(Data items)
*** Block opens ***
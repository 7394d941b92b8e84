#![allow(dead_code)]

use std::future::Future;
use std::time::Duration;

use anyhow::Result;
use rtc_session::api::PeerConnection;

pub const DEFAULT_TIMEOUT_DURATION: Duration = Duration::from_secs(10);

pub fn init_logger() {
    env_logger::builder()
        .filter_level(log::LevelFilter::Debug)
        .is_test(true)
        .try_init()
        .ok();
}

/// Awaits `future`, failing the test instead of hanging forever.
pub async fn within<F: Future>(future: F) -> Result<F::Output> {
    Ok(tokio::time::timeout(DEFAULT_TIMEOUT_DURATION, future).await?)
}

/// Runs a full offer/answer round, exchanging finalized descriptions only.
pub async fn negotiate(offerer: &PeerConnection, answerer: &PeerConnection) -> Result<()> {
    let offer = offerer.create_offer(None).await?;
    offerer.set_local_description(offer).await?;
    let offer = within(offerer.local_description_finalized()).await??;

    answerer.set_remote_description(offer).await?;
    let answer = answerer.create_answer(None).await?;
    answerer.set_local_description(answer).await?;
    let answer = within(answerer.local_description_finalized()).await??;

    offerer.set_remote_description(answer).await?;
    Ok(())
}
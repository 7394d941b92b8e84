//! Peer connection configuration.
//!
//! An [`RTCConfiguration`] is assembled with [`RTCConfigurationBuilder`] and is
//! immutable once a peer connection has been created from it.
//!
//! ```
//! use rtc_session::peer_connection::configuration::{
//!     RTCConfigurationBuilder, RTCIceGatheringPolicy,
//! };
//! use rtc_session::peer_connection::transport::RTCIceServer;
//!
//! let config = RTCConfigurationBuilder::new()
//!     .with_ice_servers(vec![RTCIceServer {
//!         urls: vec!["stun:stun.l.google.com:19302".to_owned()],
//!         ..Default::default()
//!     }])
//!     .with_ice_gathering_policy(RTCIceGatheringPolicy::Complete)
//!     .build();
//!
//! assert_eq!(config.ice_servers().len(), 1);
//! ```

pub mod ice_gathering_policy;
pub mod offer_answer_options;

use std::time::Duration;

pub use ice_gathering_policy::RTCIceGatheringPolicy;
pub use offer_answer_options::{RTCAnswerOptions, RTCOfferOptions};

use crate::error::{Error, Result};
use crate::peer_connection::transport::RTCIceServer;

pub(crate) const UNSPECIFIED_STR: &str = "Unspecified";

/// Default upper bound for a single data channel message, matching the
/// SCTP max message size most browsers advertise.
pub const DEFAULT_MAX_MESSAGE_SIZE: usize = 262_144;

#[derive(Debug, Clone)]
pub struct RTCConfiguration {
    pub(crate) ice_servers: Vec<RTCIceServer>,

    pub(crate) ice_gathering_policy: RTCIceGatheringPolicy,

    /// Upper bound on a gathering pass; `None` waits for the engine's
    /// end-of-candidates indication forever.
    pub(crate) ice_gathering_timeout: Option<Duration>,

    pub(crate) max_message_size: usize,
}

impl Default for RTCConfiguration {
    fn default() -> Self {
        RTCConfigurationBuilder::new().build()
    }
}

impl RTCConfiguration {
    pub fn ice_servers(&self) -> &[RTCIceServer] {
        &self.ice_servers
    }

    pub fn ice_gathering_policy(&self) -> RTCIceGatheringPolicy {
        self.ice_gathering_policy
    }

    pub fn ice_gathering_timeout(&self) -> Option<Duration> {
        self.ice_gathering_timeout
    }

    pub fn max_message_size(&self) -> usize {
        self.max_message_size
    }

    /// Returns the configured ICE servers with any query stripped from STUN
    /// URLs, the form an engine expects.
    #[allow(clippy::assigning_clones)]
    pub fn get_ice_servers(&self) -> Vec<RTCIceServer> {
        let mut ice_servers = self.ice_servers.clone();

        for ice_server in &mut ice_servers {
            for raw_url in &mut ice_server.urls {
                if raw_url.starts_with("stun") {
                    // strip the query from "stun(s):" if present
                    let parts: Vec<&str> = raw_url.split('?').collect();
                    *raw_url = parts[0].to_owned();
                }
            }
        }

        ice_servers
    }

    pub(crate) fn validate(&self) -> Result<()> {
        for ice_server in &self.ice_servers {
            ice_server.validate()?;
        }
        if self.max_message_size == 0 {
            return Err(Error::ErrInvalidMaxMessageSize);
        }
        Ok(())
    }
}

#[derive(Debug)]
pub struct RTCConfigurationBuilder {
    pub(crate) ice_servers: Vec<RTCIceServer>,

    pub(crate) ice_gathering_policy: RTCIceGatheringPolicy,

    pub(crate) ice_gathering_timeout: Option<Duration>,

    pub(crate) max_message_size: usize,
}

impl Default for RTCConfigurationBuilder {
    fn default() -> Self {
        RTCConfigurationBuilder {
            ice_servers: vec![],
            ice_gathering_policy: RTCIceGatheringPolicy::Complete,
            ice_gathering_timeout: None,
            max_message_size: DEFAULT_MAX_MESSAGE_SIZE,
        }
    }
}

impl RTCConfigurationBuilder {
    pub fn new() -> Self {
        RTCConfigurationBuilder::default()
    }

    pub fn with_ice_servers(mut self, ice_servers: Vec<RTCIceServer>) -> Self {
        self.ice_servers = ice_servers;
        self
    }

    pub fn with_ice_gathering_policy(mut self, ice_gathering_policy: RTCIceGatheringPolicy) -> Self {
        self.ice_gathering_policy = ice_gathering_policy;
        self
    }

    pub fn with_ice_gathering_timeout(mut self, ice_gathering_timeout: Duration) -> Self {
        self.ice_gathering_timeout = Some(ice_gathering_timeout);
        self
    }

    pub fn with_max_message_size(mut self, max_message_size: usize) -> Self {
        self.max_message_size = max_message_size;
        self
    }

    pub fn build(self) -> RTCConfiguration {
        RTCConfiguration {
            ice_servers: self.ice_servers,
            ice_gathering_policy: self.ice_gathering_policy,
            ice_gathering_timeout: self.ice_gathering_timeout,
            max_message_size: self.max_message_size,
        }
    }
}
*** Block closes ***
**Your instructions:**
Among the entries, how many lines include the string "impl"? Please reply with only the number.

**Completed exercise:**
4